Currently, no treatment is available to manage dry AMD. Health and diet modification including daily eye vitamin intake (called AREDS Eye Vitamins), wearing sunglasses with 100% UV protection, daily intake of green leafy vegetables, daily exercise, and maintaining a Mediterranean diet have been shown to slow the progression of dry AMD.
Studies funded by the National Institute of Health, called the Age-Related Eye Disease Study (AREDS 1 and 2), sought to answer the question of whether taking daily vitamins and/or minerals could prevent, treat or cure AMD. Findings indicated:
- High levels of antioxidants and zinc can reduce the risk of vision loss from advanced AMD by at least 25% (patients with intermediate dry AMD or advanced dry AMD).

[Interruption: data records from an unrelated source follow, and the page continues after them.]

//! Core error types

use thiserror::Error;

/// Errors raised while building configuration or geometry
#[derive(Error, Debug)]
pub enum Error {
    /// Settings file could not be parsed
    #[error("Invalid settings: {0}")]
    Config(#[from] toml::de::Error),

    /// A pixel size with a zero dimension was requested
    #[error("Invalid size: {width}x{height}")]
    InvalidSize { width: u32, height: u32 },
}

/// Result type for core operations
pub type Result<T> = std::result::Result<T, Error>;
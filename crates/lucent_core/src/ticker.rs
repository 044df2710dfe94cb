//! Rate-limited frame ticker
//!
//! Replaces an implicit display-link subscription with an explicit object:
//! the host calls [`FrameTicker::tick`] from its per-frame callback on the UI
//! thread, and the ticker decides whether enough wall-clock time has passed
//! to render again.

use std::time::{Duration, Instant};

/// Decides which host frame callbacks become renders
#[derive(Clone, Debug)]
pub struct FrameTicker {
    running: bool,
    min_interval: Duration,
    last_render: Option<Instant>,
    target_fps: u32,
}

impl FrameTicker {
    pub fn new(target_fps: u32) -> Self {
        let mut ticker = Self {
            running: false,
            min_interval: Duration::ZERO,
            last_render: None,
            target_fps: 0,
        };
        ticker.set_target_fps(target_fps);
        ticker
    }

    pub fn set_target_fps(&mut self, fps: u32) {
        let fps = fps.max(1);
        self.target_fps = fps;
        self.min_interval = Duration::from_secs_f64(1.0 / fps as f64);
    }

    pub fn target_fps(&self) -> u32 {
        self.target_fps
    }

    pub fn min_interval(&self) -> Duration {
        self.min_interval
    }

    pub fn start(&mut self) {
        self.running = true;
    }

    /// Stop immediately; no tick returns true after this until `start`
    pub fn stop(&mut self) {
        self.running = false;
    }

    pub fn is_running(&self) -> bool {
        self.running
    }

    /// Record a render that happened outside the tick path
    pub fn mark_rendered(&mut self, now: Instant) {
        self.last_render = Some(now);
    }

    /// Returns true (and records `now`) when a render is due
    pub fn tick(&mut self, now: Instant) -> bool {
        if !self.running {
            return false;
        }
        let due = match self.last_render {
            None => true,
            Some(last) => now.saturating_duration_since(last) >= self.min_interval,
        };
        if due {
            self.last_render = Some(now);
        }
        due
    }
}

impl Default for FrameTicker {
    fn default() -> Self {
        Self::new(60)
    }
}

#[cfg(test)]
mod tests {
    use super::*;

    #[test]
    fn test_stopped_ticker_never_fires() {
        let mut ticker = FrameTicker::new(60);
        assert!(!ticker.tick(Instant::now()));
    }

    #[test]
    fn test_rate_limited_to_target() {
        let mut ticker = FrameTicker::new(60);
        ticker.start();
        let t0 = Instant::now();

        assert!(ticker.tick(t0));
        // A 120 Hz display calls back every ~8.3ms; only every other one renders.
        assert!(!ticker.tick(t0 + Duration::from_micros(8_333)));
        assert!(ticker.tick(t0 + Duration::from_micros(16_700)));
    }

    #[test]
    fn test_stop_is_immediate() {
        let mut ticker = FrameTicker::new(30);
        ticker.start();
        let t0 = Instant::now();
        assert!(ticker.tick(t0));
        ticker.stop();
        assert!(!ticker.tick(t0 + Duration::from_secs(1)));
    }

    #[test]
    fn test_zero_fps_is_clamped() {
        let ticker = FrameTicker::new(0);
        assert_eq!(ticker.target_fps(), 1);
        assert_eq!(ticker.min_interval(), Duration::from_secs(1));
    }
}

- Supplements do not provide significant benefit to patients with minimal or early dry AMD.
- These nutritional supplements do not prevent the initial development of AMD, nor do they improve vision already lost to AMD.
Fortunately, there are ways to manage wet AMD. Intravitreal anti-VEGF injections, such as Avastin (Bevacizumab), Lucentis, and Eylea, have been proven to reduce macular leakage and abnormal vascular growth, slowing vision loss and—at times—even improving it (in about 50% of patients).